■ THE TASK: Among the entries, find each line that includes the string "once" and list it.

■ MATERIALS PROVIDED:
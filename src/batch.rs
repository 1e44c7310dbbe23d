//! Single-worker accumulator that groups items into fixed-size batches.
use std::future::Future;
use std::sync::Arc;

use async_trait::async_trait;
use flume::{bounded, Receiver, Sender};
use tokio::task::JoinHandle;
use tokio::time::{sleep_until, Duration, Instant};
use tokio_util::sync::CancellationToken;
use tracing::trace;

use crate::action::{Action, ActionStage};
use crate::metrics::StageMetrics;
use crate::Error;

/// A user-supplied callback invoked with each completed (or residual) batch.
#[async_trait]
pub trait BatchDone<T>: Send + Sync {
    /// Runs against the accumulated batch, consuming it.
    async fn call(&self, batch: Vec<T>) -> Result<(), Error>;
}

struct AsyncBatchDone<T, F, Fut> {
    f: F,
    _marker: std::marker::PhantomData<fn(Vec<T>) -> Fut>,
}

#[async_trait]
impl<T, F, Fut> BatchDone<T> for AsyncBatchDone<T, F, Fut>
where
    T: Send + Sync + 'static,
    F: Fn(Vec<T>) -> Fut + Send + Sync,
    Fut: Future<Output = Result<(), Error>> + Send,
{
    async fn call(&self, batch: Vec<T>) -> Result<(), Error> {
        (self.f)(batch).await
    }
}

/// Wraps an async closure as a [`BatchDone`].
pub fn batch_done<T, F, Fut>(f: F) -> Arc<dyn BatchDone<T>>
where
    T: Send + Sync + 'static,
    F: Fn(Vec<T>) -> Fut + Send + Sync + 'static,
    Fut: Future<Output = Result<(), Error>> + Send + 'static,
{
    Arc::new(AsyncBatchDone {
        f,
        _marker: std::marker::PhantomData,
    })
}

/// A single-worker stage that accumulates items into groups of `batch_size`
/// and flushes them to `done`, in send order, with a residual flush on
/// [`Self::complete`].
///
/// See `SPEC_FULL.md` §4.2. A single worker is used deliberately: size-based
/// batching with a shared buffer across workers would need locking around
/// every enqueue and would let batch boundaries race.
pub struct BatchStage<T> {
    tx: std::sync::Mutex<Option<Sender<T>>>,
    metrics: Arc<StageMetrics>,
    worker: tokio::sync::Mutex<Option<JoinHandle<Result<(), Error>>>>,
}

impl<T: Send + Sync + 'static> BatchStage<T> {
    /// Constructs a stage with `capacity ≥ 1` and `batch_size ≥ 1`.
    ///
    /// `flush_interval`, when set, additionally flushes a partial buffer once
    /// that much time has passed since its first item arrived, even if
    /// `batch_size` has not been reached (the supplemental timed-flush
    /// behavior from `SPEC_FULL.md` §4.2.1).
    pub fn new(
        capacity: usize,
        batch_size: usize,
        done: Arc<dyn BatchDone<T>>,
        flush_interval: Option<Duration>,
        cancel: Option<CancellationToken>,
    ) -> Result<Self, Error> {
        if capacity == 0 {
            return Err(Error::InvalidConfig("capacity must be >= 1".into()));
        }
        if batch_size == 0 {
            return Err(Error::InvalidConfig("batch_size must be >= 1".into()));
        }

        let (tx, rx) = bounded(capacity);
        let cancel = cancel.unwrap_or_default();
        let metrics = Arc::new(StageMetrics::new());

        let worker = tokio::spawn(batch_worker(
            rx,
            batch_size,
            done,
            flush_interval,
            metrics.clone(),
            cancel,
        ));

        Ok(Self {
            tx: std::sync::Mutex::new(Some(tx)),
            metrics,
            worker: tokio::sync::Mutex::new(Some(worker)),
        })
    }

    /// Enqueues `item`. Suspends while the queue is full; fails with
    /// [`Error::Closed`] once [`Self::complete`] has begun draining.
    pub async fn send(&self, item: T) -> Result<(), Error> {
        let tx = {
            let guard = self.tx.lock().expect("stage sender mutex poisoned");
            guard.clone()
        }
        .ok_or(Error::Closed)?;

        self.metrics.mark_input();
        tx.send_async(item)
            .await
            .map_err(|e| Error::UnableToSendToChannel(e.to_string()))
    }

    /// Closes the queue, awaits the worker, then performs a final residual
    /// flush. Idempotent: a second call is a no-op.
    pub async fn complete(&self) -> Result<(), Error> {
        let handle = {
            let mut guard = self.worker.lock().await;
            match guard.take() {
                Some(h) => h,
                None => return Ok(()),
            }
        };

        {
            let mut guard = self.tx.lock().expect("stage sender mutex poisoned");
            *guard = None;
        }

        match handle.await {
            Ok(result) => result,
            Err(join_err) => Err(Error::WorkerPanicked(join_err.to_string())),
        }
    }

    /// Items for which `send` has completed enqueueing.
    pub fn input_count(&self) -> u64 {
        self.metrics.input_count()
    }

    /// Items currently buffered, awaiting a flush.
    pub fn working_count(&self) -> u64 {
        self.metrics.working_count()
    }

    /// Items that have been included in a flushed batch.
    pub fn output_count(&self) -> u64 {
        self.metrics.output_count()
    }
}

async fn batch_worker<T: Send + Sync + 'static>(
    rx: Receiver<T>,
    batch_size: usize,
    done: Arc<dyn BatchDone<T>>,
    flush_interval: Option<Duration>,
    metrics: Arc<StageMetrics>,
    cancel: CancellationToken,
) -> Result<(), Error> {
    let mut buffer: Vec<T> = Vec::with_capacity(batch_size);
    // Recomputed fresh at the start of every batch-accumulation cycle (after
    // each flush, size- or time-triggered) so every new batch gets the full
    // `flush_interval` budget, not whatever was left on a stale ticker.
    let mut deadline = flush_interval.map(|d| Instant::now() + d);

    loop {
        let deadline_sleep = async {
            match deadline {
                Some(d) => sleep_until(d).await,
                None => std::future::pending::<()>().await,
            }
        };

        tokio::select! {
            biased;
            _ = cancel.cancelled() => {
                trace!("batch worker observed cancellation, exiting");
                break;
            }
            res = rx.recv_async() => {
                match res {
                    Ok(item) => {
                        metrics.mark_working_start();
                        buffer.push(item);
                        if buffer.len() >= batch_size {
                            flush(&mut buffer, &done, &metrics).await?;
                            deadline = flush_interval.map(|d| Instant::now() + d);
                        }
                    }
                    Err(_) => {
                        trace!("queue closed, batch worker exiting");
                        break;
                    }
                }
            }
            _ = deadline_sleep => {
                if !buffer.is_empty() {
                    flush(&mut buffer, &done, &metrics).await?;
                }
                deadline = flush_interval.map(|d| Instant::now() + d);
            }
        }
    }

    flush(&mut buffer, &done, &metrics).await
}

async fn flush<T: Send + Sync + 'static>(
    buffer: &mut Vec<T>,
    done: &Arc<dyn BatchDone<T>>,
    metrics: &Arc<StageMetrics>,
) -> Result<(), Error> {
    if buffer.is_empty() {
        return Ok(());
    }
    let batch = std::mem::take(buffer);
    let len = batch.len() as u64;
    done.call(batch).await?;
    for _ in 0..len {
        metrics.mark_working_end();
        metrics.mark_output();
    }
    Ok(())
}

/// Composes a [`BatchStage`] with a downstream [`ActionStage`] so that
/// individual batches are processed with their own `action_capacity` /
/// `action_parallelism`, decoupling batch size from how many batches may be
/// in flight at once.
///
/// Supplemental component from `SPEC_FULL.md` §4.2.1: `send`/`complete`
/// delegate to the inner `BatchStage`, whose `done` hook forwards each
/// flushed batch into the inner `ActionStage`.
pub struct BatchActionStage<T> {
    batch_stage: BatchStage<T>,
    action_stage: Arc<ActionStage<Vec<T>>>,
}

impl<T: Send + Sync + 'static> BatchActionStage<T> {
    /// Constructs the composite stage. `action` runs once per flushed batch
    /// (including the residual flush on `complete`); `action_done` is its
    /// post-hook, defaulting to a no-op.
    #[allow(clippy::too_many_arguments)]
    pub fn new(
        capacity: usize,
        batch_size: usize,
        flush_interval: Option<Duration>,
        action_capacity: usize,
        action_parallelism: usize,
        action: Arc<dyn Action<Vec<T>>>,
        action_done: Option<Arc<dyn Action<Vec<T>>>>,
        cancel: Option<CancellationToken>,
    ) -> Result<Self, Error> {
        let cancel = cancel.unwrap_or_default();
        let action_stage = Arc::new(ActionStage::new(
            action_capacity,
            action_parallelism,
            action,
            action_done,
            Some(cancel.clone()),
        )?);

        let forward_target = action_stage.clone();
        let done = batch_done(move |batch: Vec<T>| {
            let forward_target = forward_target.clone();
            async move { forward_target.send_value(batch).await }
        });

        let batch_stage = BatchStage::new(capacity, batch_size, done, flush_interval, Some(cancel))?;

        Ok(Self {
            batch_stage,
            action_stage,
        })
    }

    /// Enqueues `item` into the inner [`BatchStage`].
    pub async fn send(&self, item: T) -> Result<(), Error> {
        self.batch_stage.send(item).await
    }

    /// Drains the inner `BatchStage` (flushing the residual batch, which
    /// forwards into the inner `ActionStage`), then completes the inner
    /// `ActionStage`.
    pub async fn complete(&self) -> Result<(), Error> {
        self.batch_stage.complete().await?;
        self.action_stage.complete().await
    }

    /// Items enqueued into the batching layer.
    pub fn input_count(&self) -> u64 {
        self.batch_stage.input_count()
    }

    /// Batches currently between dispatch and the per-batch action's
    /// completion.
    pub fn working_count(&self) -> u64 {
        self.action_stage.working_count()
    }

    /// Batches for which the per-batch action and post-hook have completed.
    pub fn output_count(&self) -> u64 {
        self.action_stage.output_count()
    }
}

■ ANSWER TO THIS EXERCISE:
    /// `flush_interval`, when set, additionally flushes a partial buffer once
    /// [`Error::Closed`] once [`Self::complete`] has begun draining.
/// in flight at once.
    /// Constructs the composite stage. `action` runs once per flushed batch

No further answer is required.